[Collected data entries]

◆ ◆ ◆ ◆

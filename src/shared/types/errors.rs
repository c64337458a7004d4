use thiserror::Error;

/// Failures surfaced by the access-control core.
///
/// Every variant aborts the current operation before anything is persisted.
/// The HTTP layer maps each one to a status code.
#[derive(Debug, Error)]
pub enum DomainError {
    #[error("Already exists: {entity} with {field}={value}")]
    AlreadyExists {
        entity: &'static str,
        field: &'static str,
        value: String,
    },

    #[error("Not found: {entity} with {field}={value}")]
    NotFound {
        entity: &'static str,
        field: &'static str,
        value: String,
    },

    #[error("Bad credentials")]
    BadCredentials,

    #[error("Invalid credential: {0}")]
    InvalidCredential(String),

    #[error("Validation: {0}")]
    Validation(String),

    #[error("Unauthorized: {0}")]
    Unauthorized(String),

    #[error("Forbidden: {0}")]
    Forbidden(String),

    #[error("Storage: {0}")]
    Storage(String),

    #[error("Crypto: {0}")]
    Crypto(String),
}

impl DomainError {
    pub fn user_not_found(username: &str) -> Self {
        Self::NotFound {
            entity: "User",
            field: "username",
            value: username.to_string(),
        }
    }

    pub fn role_not_found(name: &str) -> Self {
        Self::NotFound {
            entity: "Role",
            field: "name",
            value: name.to_string(),
        }
    }

    pub fn username_taken(username: &str) -> Self {
        Self::AlreadyExists {
            entity: "User",
            field: "username",
            value: username.to_string(),
        }
    }
}

/// Result type for domain operations
pub type DomainResult<T> = Result<T, DomainError>;

#[derive(Debug, Error)]
pub enum InfraError {
    #[error("Database error: {0}")]
    Database(#[from] sea_orm::DbErr),
}

#[derive(Debug, Error)]
pub enum AppError {
    #[error(transparent)]
    Domain(#[from] DomainError),

    #[error(transparent)]
    Infra(#[from] InfraError),

    #[error(transparent)]
    Config(#[from] crate::config::ConfigError),

    #[error("I/O error: {0}")]
    Io(#[from] std::io::Error),
}

#[cfg(test)]
mod tests {
    use super::*;

    #[test]
    fn not_found_message_names_the_lookup() {
        let err = DomainError::role_not_found("ADMIN");
        assert_eq!(err.to_string(), "Not found: Role with name=ADMIN");
    }
}
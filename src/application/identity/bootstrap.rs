//! Startup seeding of the role catalogue

use tracing::info;

use super::service::finish_transaction;
use crate::domain::{DomainResult, IdentityStore, IdentityTransaction};

/// Create every configured role that does not exist yet, in one transaction.
///
/// Idempotent; returns how many roles were created.
pub async fn seed_roles(store: &dyn IdentityStore, names: &[String]) -> DomainResult<usize> {
    let tx = store.begin().await?;
    let result = seed_in(tx.as_ref(), names).await;
    let created = finish_transaction(tx, result).await?;

    if created > 0 {
        info!(created, "Seeded roles");
    }
    Ok(created)
}

async fn seed_in(tx: &dyn IdentityTransaction, names: &[String]) -> DomainResult<usize> {
    let mut created = 0;
    for name in names.iter().map(|n| n.trim()).filter(|n| !n.is_empty()) {
        if tx.find_by_name(name).await?.is_none() {
            tx.create_role(name).await?;
            created += 1;
        }
    }
    Ok(created)
}

#[cfg(test)]
mod tests {
    use super::*;
    use crate::domain::RoleStore;
    use crate::infrastructure::InMemoryIdentityStore;

    #[tokio::test]
    async fn seeding_is_idempotent() {
        let store = InMemoryIdentityStore::new();
        let names = vec!["USER".to_string(), "ADMIN".to_string(), "USER".to_string()];

        assert_eq!(seed_roles(&store, &names).await.unwrap(), 2);
        assert_eq!(seed_roles(&store, &names).await.unwrap(), 0);
        assert!(store.find_by_name("ADMIN").await.unwrap().is_some());
    }

    #[tokio::test]
    async fn blank_names_are_skipped() {
        let store = InMemoryIdentityStore::new();
        let names = vec!["  ".to_string(), " EDITOR ".to_string()];

        assert_eq!(seed_roles(&store, &names).await.unwrap(), 1);
        assert!(store.find_by_name("EDITOR").await.unwrap().is_some());
    }
}
//! Create user_roles join table migration

use sea_orm_migration::prelude::*;

use super::m20240101_000001_create_users::Users;
use super::m20240101_000002_create_roles::Roles;

#[derive(DeriveMigrationName)]
pub struct Migration;

#[async_trait::async_trait]
impl MigrationTrait for Migration {
    async fn up(&self, manager: &SchemaManager) -> Result<(), DbErr> {
        manager
            .create_table(
                Table::create()
                    .table(UserRoles::Table)
                    .if_not_exists()
                    .col(ColumnDef::new(UserRoles::UserId).string().not_null())
                    .col(ColumnDef::new(UserRoles::RoleId).integer().not_null())
                    .col(
                        ColumnDef::new(UserRoles::Position)
                            .integer()
                            .not_null()
                            .default(0),
                    )
                    .primary_key(
                        Index::create()
                            .col(UserRoles::UserId)
                            .col(UserRoles::RoleId),
                    )
                    .foreign_key(
                        ForeignKey::create()
                            .name("fk_user_roles_user_id")
                            .from(UserRoles::Table, UserRoles::UserId)
                            .to(Users::Table, Users::Id)
                            .on_delete(ForeignKeyAction::Cascade),
                    )
                    .foreign_key(
                        ForeignKey::create()
                            .name("fk_user_roles_role_id")
                            .from(UserRoles::Table, UserRoles::RoleId)
                            .to(Roles::Table, Roles::Id)
                            .on_delete(ForeignKeyAction::Restrict),
                    )
                    .to_owned(),
            )
            .await?;

        // Role lookups go through user_id
        manager
            .create_index(
                Index::create()
                    .name("idx_user_roles_user_id")
                    .table(UserRoles::Table)
                    .col(UserRoles::UserId)
                    .to_owned(),
            )
            .await?;

        Ok(())
    }

    async fn down(&self, manager: &SchemaManager) -> Result<(), DbErr> {
        manager
            .drop_table(Table::drop().table(UserRoles::Table).to_owned())
            .await
    }
}

#[derive(Iden)]
pub enum UserRoles {
    Table,
    UserId,
    RoleId,
    Position,
}
//! Authentication module: register, login, current user, password change

pub mod dto;
pub mod handlers;

pub use dto::*;
pub use handlers::*;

◆ ◆ ◆ ◆

§ **Work to complete**
Please transcribe each of the entries, exactly as written.

§ **Exercise answer**
filename src/shared/types/errors.rs
repository c64337458a7004d4
use thiserror::Error;

/// Failures surfaced by the access-control core.
///
/// Every variant aborts the current operation before anything is persisted.
/// The HTTP layer maps each one to a status code.
#[derive(Debug, Error)]
pub enum DomainError {
    #[error("Already exists: {entity} with {field}={value}")]
    AlreadyExists {
        entity: &'static str,
        field: &'static str,
        value: String,
    },

    #[error("Not found: {entity} with {field}={value}")]
    NotFound {
        entity: &'static str,
        field: &'static str,
        value: String,
    },

    #[error("Bad credentials")]
    BadCredentials,

    #[error("Invalid credential: {0}")]
    InvalidCredential(String),

    #[error("Validation: {0}")]
    Validation(String),

    #[error("Unauthorized: {0}")]
    Unauthorized(String),

    #[error("Forbidden: {0}")]
    Forbidden(String),

    #[error("Storage: {0}")]
    Storage(String),

    #[error("Crypto: {0}")]
    Crypto(String),
}

impl DomainError {
    pub fn user_not_found(username: &str) -> Self {
        Self::NotFound {
            entity: "User",
            field: "username",
            value: username.to_string(),
        }
    }

    pub fn role_not_found(name: &str) -> Self {
        Self::NotFound {
            entity: "Role",
            field: "name",
            value: name.to_string(),
        }
    }

    pub fn username_taken(username: &str) -> Self {
        Self::AlreadyExists {
            entity: "User",
            field: "username",
            value: username.to_string(),
        }
    }
}

/// Result type for domain operations
pub type DomainResult<T> = Result<T, DomainError>;

#[derive(Debug, Error)]
pub enum InfraError {
    #[error("Database error: {0}")]
    Database(#[from] sea_orm::DbErr),
}

#[derive(Debug, Error)]
pub enum AppError {
    #[error(transparent)]
    Domain(#[from] DomainError),

    #[error(transparent)]
    Infra(#[from] InfraError),

    #[error(transparent)]
    Config(#[from] crate::config::ConfigError),

    #[error("I/O error: {0}")]
    Io(#[from] std::io::Error),
}

#[cfg(test)]
mod tests {
    use super::*;

    #[test]
    fn not_found_message_names_the_lookup() {
        let err = DomainError::role_not_found("ADMIN");
        assert_eq!(err.to_string(), "Not found: Role with name=ADMIN");
    }
}
filename src/application/identity/bootstrap.rs
//! Startup seeding of the role catalogue

use tracing::info;

use super::service::finish_transaction;
use crate::domain::{DomainResult, IdentityStore, IdentityTransaction};

/// Create every configured role that does not exist yet, in one transaction.
///
/// Idempotent; returns how many roles were created.
pub async fn seed_roles(store: &dyn IdentityStore, names: &[String]) -> DomainResult<usize> {
    let tx = store.begin().await?;
    let result = seed_in(tx.as_ref(), names).await;
    let created = finish_transaction(tx, result).await?;

    if created > 0 {
        info!(created, "Seeded roles");
    }
    Ok(created)
}

async fn seed_in(tx: &dyn IdentityTransaction, names: &[String]) -> DomainResult<usize> {
    let mut created = 0;
    for name in names.iter().map(|n| n.trim()).filter(|n| !n.is_empty()) {
        if tx.find_by_name(name).await?.is_none() {
            tx.create_role(name).await?;
            created += 1;
        }
    }
    Ok(created)
}

#[cfg(test)]
mod tests {
    use super::*;
    use crate::domain::RoleStore;
    use crate::infrastructure::InMemoryIdentityStore;

    #[tokio::test]
    async fn seeding_is_idempotent() {
        let store = InMemoryIdentityStore::new();
        let names = vec!["USER".to_string(), "ADMIN".to_string(), "USER".to_string()];

        assert_eq!(seed_roles(&store, &names).await.unwrap(), 2);
        assert_eq!(seed_roles(&store, &names).await.unwrap(), 0);
        assert!(store.find_by_name("ADMIN").await.unwrap().is_some());
    }

    #[tokio::test]
    async fn blank_names_are_skipped() {
        let store = InMemoryIdentityStore::new();
        let names = vec!["  ".to_string(), " EDITOR ".to_string()];

        assert_eq!(seed_roles(&store, &names).await.unwrap(), 1);
        assert!(store.find_by_name("EDITOR").await.unwrap().is_some());
    }
}
//! Create user_roles join table migration

use sea_orm_migration::prelude::*;

use super::m20240101_000001_create_users::Users;
use super::m20240101_000002_create_roles::Roles;

#[derive(DeriveMigrationName)]
pub struct Migration;

#[async_trait::async_trait]
impl MigrationTrait for Migration {
    async fn up(&self, manager: &SchemaManager) -> Result<(), DbErr> {
        manager
            .create_table(
                Table::create()
                    .table(UserRoles::Table)
                    .if_not_exists()
                    .col(ColumnDef::new(UserRoles::UserId).string().not_null())
                    .col(ColumnDef::new(UserRoles::RoleId).integer().not_null())
                    .col(
                        ColumnDef::new(UserRoles::Position)
                            .integer()
                            .not_null()
                            .default(0),
                    )
                    .primary_key(
                        Index::create()
                            .col(UserRoles::UserId)
                            .col(UserRoles::RoleId),
                    )
                    .foreign_key(
                        ForeignKey::create()
                            .name("fk_user_roles_user_id")
                            .from(UserRoles::Table, UserRoles::UserId)
                            .to(Users::Table, Users::Id)
                            .on_delete(ForeignKeyAction::Cascade),
                    )
                    .foreign_key(
                        ForeignKey::create()
                            .name("fk_user_roles_role_id")
                            .from(UserRoles::Table, UserRoles::RoleId)
                            .to(Roles::Table, Roles::Id)
                            .on_delete(ForeignKeyAction::Restrict),
                    )
                    .to_owned(),
            )
            .await?;

        // Role lookups go through user_id
        manager
            .create_index(
                Index::create()
                    .name("idx_user_roles_user_id")
                    .table(UserRoles::Table)
                    .col(UserRoles::UserId)
                    .to_owned(),
            )
            .await?;

        Ok(())
    }

    async fn down(&self, manager: &SchemaManager) -> Result<(), DbErr> {
        manager
            .drop_table(Table::drop().table(UserRoles::Table).to_owned())
            .await
    }
}

#[derive(Iden)]
pub enum UserRoles {
    Table,
    UserId,
    RoleId,
    Position,
}
//! Authentication module: register, login, current user, password change

pub mod dto;
pub mod handlers;

pub use dto::*;
pub use handlers::*;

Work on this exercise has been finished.